Posisi Prabowo Dilematis Jelang Pilpres

 

 

JAKARTA, EDUNEWS.ID – Direktur Eksekutif Media Survei Nasional (Median) Rico Marbun menilai posisi Prabowo Subianto saat ini memang sangat dilematis. Di satu sisi hasil survei Partai Gerindra terus naik, tapi di sisi lain survei untuk calon presiden (capres) Prabowo cenderung stagnan atau turun.

Indikator ini menunjukkan publik yang memilih Gerindra tidak segaris lurus dengan Prabowo di posisi Capres. Padahal seharusnya, jelas dia, ada kelompok umat Islam yang bisa mendukung Prabowo. Tapi kenyataan sebaliknya.

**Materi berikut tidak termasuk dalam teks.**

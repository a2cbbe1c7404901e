//! Host liveness classification, expiration, and leader joining.

mod common;

use std::time::Duration;

use common::{seed_hosts, seed_space, test_catalog};
use vela_common::{ErrorCode, HostAddr, HostRole, HostStatus};
use vela_meta::hosts::{HostInfo, ListHostType, ListHostsProcessor};
use vela_meta::keys;
use vela_meta::processor::now_ms;

async fn put_host(
    proc: &vela_meta::Processor,
    host: &HostAddr,
    role: HostRole,
    last_hb_ms: i64,
) {
    let info = HostInfo::new(role, last_hb_ms, "cafe01");
    proc.do_put(vec![(keys::host_key(host), info.encode())])
        .await
        .unwrap();
}

#[tokio::test]
async fn hosts_classify_online_offline_and_expire() {
    let catalog = test_catalog();
    let proc = &catalog.proc;
    let flags = proc.flags();
    let now = now_ms();

    let online = HostAddr::new("10.0.0.1", 44500);
    let offline = HostAddr::new("10.0.0.2", 44500);
    let expired = HostAddr::new("10.0.0.3", 44500);
    put_host(proc, &online, HostRole::Storage, now).await;
    put_host(
        proc,
        &offline,
        HostRole::Storage,
        now - flags.online_window_ms() - 1_000,
    )
    .await;
    put_host(
        proc,
        &expired,
        HostRole::Storage,
        now - flags.removed_window_ms() - 1_000,
    )
    .await;
    // A graph host must not show up in a storage listing.
    put_host(proc, &HostAddr::new("10.0.0.4", 44500), HostRole::Graph, now).await;

    let items = ListHostsProcessor::new(proc)
        .process(ListHostType::Storage)
        .await
        .unwrap();
    assert_eq!(items.len(), 2);
    let status_of = |host: &HostAddr| {
        items
            .iter()
            .find(|item| &item.host == host)
            .map(|item| item.status)
    };
    assert_eq!(status_of(&online), Some(HostStatus::Online));
    assert_eq!(status_of(&offline), Some(HostStatus::Offline));
    assert_eq!(status_of(&expired), None);

    // Expiration is queued asynchronously; the record disappears shortly
    // after the listing returns.
    tokio::time::sleep(Duration::from_millis(50)).await;
    assert_eq!(
        proc.do_get(&keys::host_key(&expired)),
        Err(ErrorCode::NotFound)
    );
    assert!(proc.do_get(&keys::host_key(&online)).is_ok());
}

#[tokio::test]
async fn alloc_listing_joins_leaders_and_parts() {
    let catalog = test_catalog();
    let proc = &catalog.proc;
    let hosts = seed_hosts(proc, 2).await;
    let space = seed_space(proc, "g", 2).await;

    // One leader record per partition: one on an active host, one on a host
    // that never heartbeats.
    let dead = HostAddr::new("10.9.9.9", 44500);
    proc.do_put(vec![
        (
            keys::leader_key(space, 1),
            keys::leader_val(&hosts[0], 3, 0),
        ),
        (keys::leader_key(space, 2), keys::leader_val(&dead, 3, 0)),
    ])
    .await
    .unwrap();

    let items = ListHostsProcessor::new(proc)
        .process(ListHostType::Alloc)
        .await
        .unwrap();

    let leader_item = items.iter().find(|item| item.host == hosts[0]).unwrap();
    assert_eq!(leader_item.leader_parts.get("g"), Some(&vec![1]));
    // The dead host is not even listed, so its leader record is dropped.
    assert!(items.iter().all(|item| item.host != dead));

    // Every listed storage host carries its partition placement.
    for item in &items {
        assert!(
            item.all_parts.contains_key("g"),
            "host {} has no parts for g",
            item.host
        );
    }
}

#[tokio::test]
async fn meta_listing_reports_consensus_peers_on_service_ports() {
    let catalog = test_catalog();
    let proc = &catalog.proc;
    let items = ListHostsProcessor::new(proc)
        .process(ListHostType::Meta)
        .await
        .unwrap();
    // StoreOptions::default registers one raft peer on 9560; the service
    // address is one port below.
    assert_eq!(items.len(), 1);
    assert_eq!(items[0].host, HostAddr::new("127.0.0.1", 9559));
    assert_eq!(items[0].role, HostRole::Meta);
    assert_eq!(items[0].status, HostStatus::Online);
}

“Artinya kelompok umat Islam dan pendukung Gerindra ini cenderung berharap Capres baru yang alternatif, dengan kelompok Islam merepresentasikan suara kelompok 212. Sekarang di Pak Prabowo, apakah dia ingin memposisikan ‘King Makers’ atau tidak,” jelas Rico kepada wartawan, Ahad (25/3/2018).

Ia melihat posisi dilematis Prabowo ini sama seperti posisi dilematisnya Megawati saat pilpres 2014 lalu. Megawati jelang Pilpres 2014 lalu digadang-gadang sebagai Capres, walaupun secara elektabilitas tidak tinggi. Sedangkan ada pilihan lain mendorong Capres baru, dan Megawati sebagai ‘King Maker’ kemenangan Jokowi di 2014.

Menurutnya, kalau ada kelegowoan dilakukan Prabowo pada pilpres 2019 mendatang, maka proses seleksi Capres baru dan alternatif dari kalangan umat Islam jauh lebih mudah. Siapapun dia, apakah Gatot Nurmantyo, Tuan Guru Bajang (TGB) atau Anies Baswedan.

Kalau ‘kelegowoan’ Prabowo ini tidak terjadi, ia yakin poros ketiga akan sulit diwujudkan. Karena poros ketiga akan kehilangan dukungan dengan sendirinya, bila tidak bergerak lurus dengan harapan rakyat yng tidak puas dengan kinerja pemerintahan Jokowi. “Sehingga poros ketiga ini akan tersingkir dengan sendirinya,” ucapnya.